Сначала просто просиживала Серафима в читальном зале, перелистывала тонкие листы энциклопедий, разглядывала картинки медицинских справочников, изучала карты мира. Сидение ее не имело никакой системной логики, и позже, привыкнув к запаху пыли, радуясь ему, тишине, полумраку и полутону произносимых голосов, теряющихся промеж высоченных стеллажей, поступила Фима в институт куль туры на отделение библиотекарей. Учеба скучная и дальняя не возбуждала в голове молодой девушки мыслей о карьере, о любимом деле и прочих идеалистических приметах юности.
Повинуясь жизненным обстоятельствам и семейной традиции не высовываться дальше того, о чем тебя просят, медленно превращалась Серафима в соляной столб и отчаянно не понимала, почему ее лучшие стремления перегорели со скоростью грудного женского молока, зараженного стафилококком. Сначала такие думки приходили к ней часто, но потом отпускали, а после и вовсе покинули. И когда жизнь ее библиотечно-домашняя в сиреневом и грустном стародевическом возрасте практически вошла в свою сонную колею безынициативности и покорной апатии, случилось с малолетней племянницей Олей то, что случилось.
К тому времени наработала Фима несложный уклад своей жизни. В этом расписании каждодневных дел находилось место не только работе с ее однообразными карточками, формулярами, библиотечными коллекторами и очередью на дефицитную «Роман-газету».

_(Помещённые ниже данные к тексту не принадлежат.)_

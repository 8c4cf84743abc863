use async_trait::async_trait;

use crate::{
    types::{
        builds::{BuildRequest, StartedBuild},
        pulls::{ApprovalState, PullRequest},
    },
    Result,
};

/// Source control (CodeCommit) adapter interface.
#[cfg_attr(any(test, feature = "testkit"), mockall::automock)]
#[async_trait]
pub trait RepositoryService: Send + Sync {
    /// Get the default branch name of a repository.
    async fn repositories_get_default_branch(&self, repository_name: &str) -> Result<String>;
    /// Get raw file content at a commit specifier (branch, tag or commit).
    async fn files_get_content(
        &self,
        repository_name: &str,
        commit_specifier: &str,
        file_path: &str,
    ) -> Result<Vec<u8>>;
    /// Get a pull request from its ID.
    async fn pulls_get(&self, pull_request_id: &str) -> Result<PullRequest>;
    /// Update the approval state of a pull request, pinned to a revision.
    async fn pulls_update_approval_state(
        &self,
        pull_request_id: &str,
        revision_id: &str,
        approval_state: ApprovalState,
    ) -> Result<()>;
    /// Post a comment on a pull request.
    async fn pulls_post_comment(
        &self,
        pull_request_id: &str,
        repository_name: &str,
        before_commit_id: &str,
        after_commit_id: &str,
        content: &str,
    ) -> Result<()>;
}

/// Build (CodeBuild) adapter interface.
#[cfg_attr(any(test, feature = "testkit"), mockall::automock)]
#[async_trait]
pub trait BuildService: Send + Sync {
    /// Start a build.
    async fn builds_start(&self, request: &BuildRequest) -> Result<StartedBuild>;
}
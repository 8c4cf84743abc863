use cibot_awsapi_interface::ApiError;

#[derive(Debug, thiserror::Error)]
#[allow(clippy::enum_variant_names)]
pub enum AwsError {
    #[error(transparent)]
    CodeCommitError { source: aws_sdk_codecommit::Error },

    #[error(transparent)]
    CodeBuildError { source: aws_sdk_codebuild::Error },

    #[error("Invalid build request: {source}")]
    InvalidRequestError {
        source: aws_sdk_codebuild::error::BuildError,
    },

    #[error("Missing '{}' in {} response", field, operation)]
    MissingFieldError {
        operation: &'static str,
        field: &'static str,
    },
}

impl AwsError {
    pub(crate) fn codecommit(e: impl Into<aws_sdk_codecommit::Error>) -> Self {
        Self::CodeCommitError { source: e.into() }
    }

    pub(crate) fn codebuild(e: impl Into<aws_sdk_codebuild::Error>) -> Self {
        Self::CodeBuildError { source: e.into() }
    }

    pub(crate) fn missing(operation: &'static str, field: &'static str) -> Self {
        Self::MissingFieldError { operation, field }
    }
}

impl From<aws_sdk_codebuild::error::BuildError> for AwsError {
    fn from(e: aws_sdk_codebuild::error::BuildError) -> Self {
        AwsError::InvalidRequestError { source: e }
    }
}

impl From<AwsError> for ApiError {
    fn from(e: AwsError) -> Self {
        ApiError::ImplementationError { source: e.into() }
    }
}
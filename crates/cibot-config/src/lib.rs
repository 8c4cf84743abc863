//! Config module.

mod drivers;

use std::{collections::HashMap, env, str::FromStr};

pub use drivers::{ApiDriver, DriverError};
use serde::Deserialize;
use thiserror::Error;

/// Configuration error.
#[derive(Debug, Error)]
pub enum ConfigError {
    #[error("Invalid API driver: {source}")]
    InvalidApiDriver { source: DriverError },

    #[error("Invalid repository customizations in {}: {}", name, source)]
    InvalidRepositoryCustomizations {
        name: &'static str,
        source: serde_json::Error,
    },
}

#[derive(Debug, Clone)]
pub struct ApiConfig {
    /// API driver.
    pub driver: ApiDriver,
    /// AWS options.
    pub aws: ApiAwsConfig,
}

#[derive(Debug, Clone)]
pub struct ApiAwsConfig {
    /// Region used by the CodeCommit and CodeBuild clients.
    pub region: String,
}

/// Per-repository build options.
#[derive(Debug, Clone, Default, Deserialize, PartialEq, Eq)]
pub struct RepositoryCustomization {
    /// Service role ARN the build should run under.
    #[serde(default)]
    pub codebuild_service_role_arn: Option<String>,
}

#[derive(Debug, Clone)]
pub struct BuildConfig {
    /// CodeBuild project name.
    pub project_name: String,
    /// Fetch the buildspec from the default branch for pull request builds.
    pub load_buildspec_from_default_branch: bool,
    /// Options keyed by repository name.
    pub repository_customizations: HashMap<String, RepositoryCustomization>,
}

impl BuildConfig {
    /// Get the customization for a repository, if any.
    pub fn customization_for(&self, repository_name: &str) -> Option<&RepositoryCustomization> {
        self.repository_customizations.get(repository_name)
    }
}

#[derive(Debug, Clone)]
pub struct PullRequestConfig {
    /// Name of the event rule expected to start pull request builds.
    pub events_rule_name: String,
}

#[derive(Debug, Clone)]
pub struct LoggingConfig {
    /// Use bunyan logging.
    pub use_bunyan: bool,
}

/// Bot configuration.
#[derive(Debug, Clone)]
pub struct Config {
    /// API options.
    pub api: ApiConfig,
    /// Build options.
    pub build: BuildConfig,
    /// Pull request options.
    pub pull_requests: PullRequestConfig,
    /// Logging options.
    pub logging: LoggingConfig,
    /// App version
    pub version: String,
}

const REPOSITORY_CUSTOMIZATIONS_ENV: &str = "REPOSITORY_CUSTOMIZATIONS_JSON";

impl Config {
    /// Create configuration from environment.
    pub fn from_env(version: String) -> Result<Config, ConfigError> {
        Ok(Config {
            api: ApiConfig {
                driver: ApiDriver::from_str(&env_to_str("CIBOT_API_DRIVER", "aws"))
                    .map_err(|e| ConfigError::InvalidApiDriver { source: e })?,
                aws: ApiAwsConfig {
                    region: env_to_str("AWS_REGION", "us-east-1"),
                },
            },
            build: BuildConfig {
                project_name: env_to_str("CODEBUILD_PROJECT_NAME", ""),
                load_buildspec_from_default_branch: parse_flag(&env_to_str(
                    "CODEBUILD_LOAD_BUILDSPEC_FROM_DEFAULT_BRANCH",
                    "false",
                )),
                repository_customizations: repository_customizations_from_env(
                    REPOSITORY_CUSTOMIZATIONS_ENV,
                )?,
            },
            pull_requests: PullRequestConfig {
                events_rule_name: env_to_str("PULL_REQUEST_EVENTS_RULE_NAME", ""),
            },
            logging: LoggingConfig {
                use_bunyan: env_to_bool("CIBOT_LOGGING_USE_BUNYAN", false),
            },
            version,
        })
    }

    pub fn from_env_no_version() -> Result<Self, ConfigError> {
        Self::from_env("0.0.0".into())
    }
}

/// Only a case-insensitive `true` enables a flag.
fn parse_flag(value: &str) -> bool {
    value.trim().eq_ignore_ascii_case("true")
}

/// JSON is read verbatim: `\n` escapes inside strings must stay escapes.
fn repository_customizations_from_env(
    name: &'static str,
) -> Result<HashMap<String, RepositoryCustomization>, ConfigError> {
    parse_repository_customizations(name, &env::var(name).unwrap_or_default())
}

fn parse_repository_customizations(
    name: &'static str,
    value: &str,
) -> Result<HashMap<String, RepositoryCustomization>, ConfigError> {
    if value.trim().is_empty() {
        return Ok(HashMap::new());
    }

    serde_json::from_str(value).map_err(|e| ConfigError::InvalidRepositoryCustomizations {
        name,
        source: e,
    })
}

fn env_to_bool(name: &str, default: bool) -> bool {
    env::var(name).map(|e| !e.is_empty()).unwrap_or(default)
}

fn env_to_str(name: &str, default: &str) -> String {
    env::var(name)
        .unwrap_or_else(|_e| default.to_string())
        .replace("\\n", "\n")
}

#[cfg(test)]
mod tests {
    use maplit::hashmap;
    use pretty_assertions::assert_eq;

    use super::*;

    #[test]
    fn flags() {
        assert!(parse_flag("true"));
        assert!(parse_flag("True"));
        assert!(parse_flag(" TRUE "));
        assert!(!parse_flag("1"));
        assert!(!parse_flag("false"));
        assert!(!parse_flag(""));
    }

    #[test]
    fn repository_customizations() {
        let parsed = parse_repository_customizations(
            REPOSITORY_CUSTOMIZATIONS_ENV,
            r#"{
                "some-repo": {"codebuild_service_role_arn": "arn:aws:iam::111111111111:role/service-role/ci"},
                "other-repo": {}
            }"#,
        )
        .unwrap();

        assert_eq!(
            parsed,
            hashmap! {
                "some-repo".to_string() => RepositoryCustomization {
                    codebuild_service_role_arn: Some("arn:aws:iam::111111111111:role/service-role/ci".into())
                },
                "other-repo".to_string() => RepositoryCustomization::default(),
            }
        );
    }

    #[test]
    fn repository_customizations_empty() {
        let parse = |value| parse_repository_customizations(REPOSITORY_CUSTOMIZATIONS_ENV, value);

        assert!(parse("").unwrap().is_empty());
        assert!(parse("{}").unwrap().is_empty());
    }

    #[test]
    fn repository_customizations_keep_json_escapes() {
        const NAME: &str = "CIBOT_TEST_REPOSITORY_CUSTOMIZATIONS_ESCAPES";
        env::set_var(
            NAME,
            r#"{"some-repo": {"codebuild_service_role_arn": "arn:aws:iam::111111111111:role/ci\nrole"}}"#,
        );

        let parsed = repository_customizations_from_env(NAME).unwrap();
        env::remove_var(NAME);

        assert_eq!(
            parsed["some-repo"].codebuild_service_role_arn.as_deref(),
            Some("arn:aws:iam::111111111111:role/ci\nrole")
        );
    }

    #[test]
    fn repository_customizations_unset() {
        assert!(
            repository_customizations_from_env("CIBOT_TEST_REPOSITORY_CUSTOMIZATIONS_UNSET")
                .unwrap()
                .is_empty()
        );
    }

    #[test]
    fn repository_customizations_invalid() {
        assert!(matches!(
            parse_repository_customizations(REPOSITORY_CUSTOMIZATIONS_ENV, "[1, 2]"),
            Err(ConfigError::InvalidRepositoryCustomizations { .. })
        ));
    }
}
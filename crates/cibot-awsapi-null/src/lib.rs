//! Null driver for AWS API.

#![warn(missing_docs)]
#![warn(clippy::all)]

use async_trait::async_trait;
use cibot_awsapi_interface::{
    types::{
        builds::{BuildRequest, StartedBuild},
        pulls::{ApprovalState, PullRequest},
    },
    BuildService, RepositoryService, Result,
};

/// Default branch reported for every repository.
pub const NULL_DEFAULT_BRANCH: &str = "main";

/// Null repository service.
#[derive(Clone, Default)]
pub struct NullRepositoryService {
    _private: (),
}

impl NullRepositoryService {
    /// Build a null repository service.
    pub fn new() -> Self {
        Self { _private: () }
    }
}

#[async_trait]
impl RepositoryService for NullRepositoryService {
    #[tracing::instrument(skip(self), ret)]
    async fn repositories_get_default_branch(&self, repository_name: &str) -> Result<String> {
        Ok(NULL_DEFAULT_BRANCH.into())
    }

    #[tracing::instrument(skip(self))]
    async fn files_get_content(
        &self,
        repository_name: &str,
        commit_specifier: &str,
        file_path: &str,
    ) -> Result<Vec<u8>> {
        Ok(vec![])
    }

    #[tracing::instrument(skip(self), ret)]
    async fn pulls_get(&self, pull_request_id: &str) -> Result<PullRequest> {
        Ok(PullRequest {
            pull_request_id: pull_request_id.into(),
            revision_id: "0".into(),
        })
    }

    #[tracing::instrument(skip(self))]
    async fn pulls_update_approval_state(
        &self,
        pull_request_id: &str,
        revision_id: &str,
        approval_state: ApprovalState,
    ) -> Result<()> {
        Ok(())
    }

    #[tracing::instrument(skip(self))]
    async fn pulls_post_comment(
        &self,
        pull_request_id: &str,
        repository_name: &str,
        before_commit_id: &str,
        after_commit_id: &str,
        content: &str,
    ) -> Result<()> {
        Ok(())
    }
}

/// Null build service.
#[derive(Clone, Default)]
pub struct NullBuildService {
    _private: (),
}

impl NullBuildService {
    /// Build a null build service.
    pub fn new() -> Self {
        Self { _private: () }
    }
}

#[async_trait]
impl BuildService for NullBuildService {
    #[tracing::instrument(skip_all, fields(project_name = %request.project_name), ret)]
    async fn builds_start(&self, request: &BuildRequest) -> Result<StartedBuild> {
        let id = format!("{}:00000000-0000-0000-0000-000000000000", request.project_name);

        Ok(StartedBuild {
            arn: format!("arn:aws:codebuild:null:000000000000:build/{}", id),
            id,
        })
    }
}
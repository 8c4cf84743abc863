use std::path::PathBuf;

use anyhow::Context;
use async_trait::async_trait;
use clap::Parser;
use serde_json::Value;

use super::{Command, CommandContext};
use crate::{handlers::HandlerKind, Result};

/// Handle one event read from a JSON file
#[derive(Parser)]
pub(crate) struct ReplayCommand {
    /// Handler to run
    #[arg(value_enum)]
    handler: HandlerKind,

    /// Path to an EventBridge event, as JSON
    event_path: PathBuf,
}

#[async_trait]
impl Command for ReplayCommand {
    async fn execute(self, ctx: CommandContext) -> Result<()> {
        let body = tokio::fs::read_to_string(&self.event_path)
            .await
            .with_context(|| format!("Could not read event file '{}'", self.event_path.display()))?;
        let event: Value = serde_json::from_str(&body)
            .with_context(|| format!("Invalid JSON in '{}'", self.event_path.display()))?;

        let output = self.handler.handle(&ctx.as_core_context(), event).await?;

        writeln!(
            ctx.writer.write().await,
            "{}",
            serde_json::to_string_pretty(&output)?
        )?;

        Ok(())
    }
}
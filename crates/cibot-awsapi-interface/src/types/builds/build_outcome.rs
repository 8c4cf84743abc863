use super::{BuildArn, BuildStatus};
use crate::types::notifications::{BuildStateChangeDetail, NotificationError};

/// One build status transition, as reported by CodeBuild.
#[derive(Debug, Clone, PartialEq, Eq)]
pub struct BuildOutcome {
    /// Status.
    pub status: BuildStatus,
    /// Build ARN.
    pub build: BuildArn,
    /// Project name.
    pub project_name: String,
}

impl TryFrom<BuildStateChangeDetail> for BuildOutcome {
    type Error = NotificationError;

    fn try_from(detail: BuildStateChangeDetail) -> Result<Self, Self::Error> {
        Ok(Self {
            status: detail.build_status,
            build: detail.build_id.parse()?,
            project_name: detail.project_name,
        })
    }
}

Раз в неделю, субботним вечером или воскресным утром, отправлялась Серафима помолиться и причаститься. Выбирала она себе путь долгий, но гарантированно тайный, в другой район Москвы, где точно ее никто не узнает, не опознает среди немногочисленной толпы прихожан. Половину пути проезжала Фима автобусом, потом выходила для пересадки на троллейбус, но часто шла пешком, медленно, в задумчивости, мимо ветхих домов старого интеллигентного Сокола, мимо всех Песчаных улиц, к храму, который любила.
Похоронив почти разом обоих родителей, сначала приходила сюда Серафима с делом – заказывала сорокоуст, а потом просто по привычке, а уж после по нужде внутренней. Походы эти в сторону Сокола стали постоянными. Для них припасена была у Фимы белая узорчатая шаль, считалось, что к празднику, и добротная темная косынка, прибалтийская, как будто импортная, которой Серафима тайно гордилась и подолгу наглаживала скользкий квадрат перед выходом из дому чугунным утюгом на газу – обычного, электрического, не признавала.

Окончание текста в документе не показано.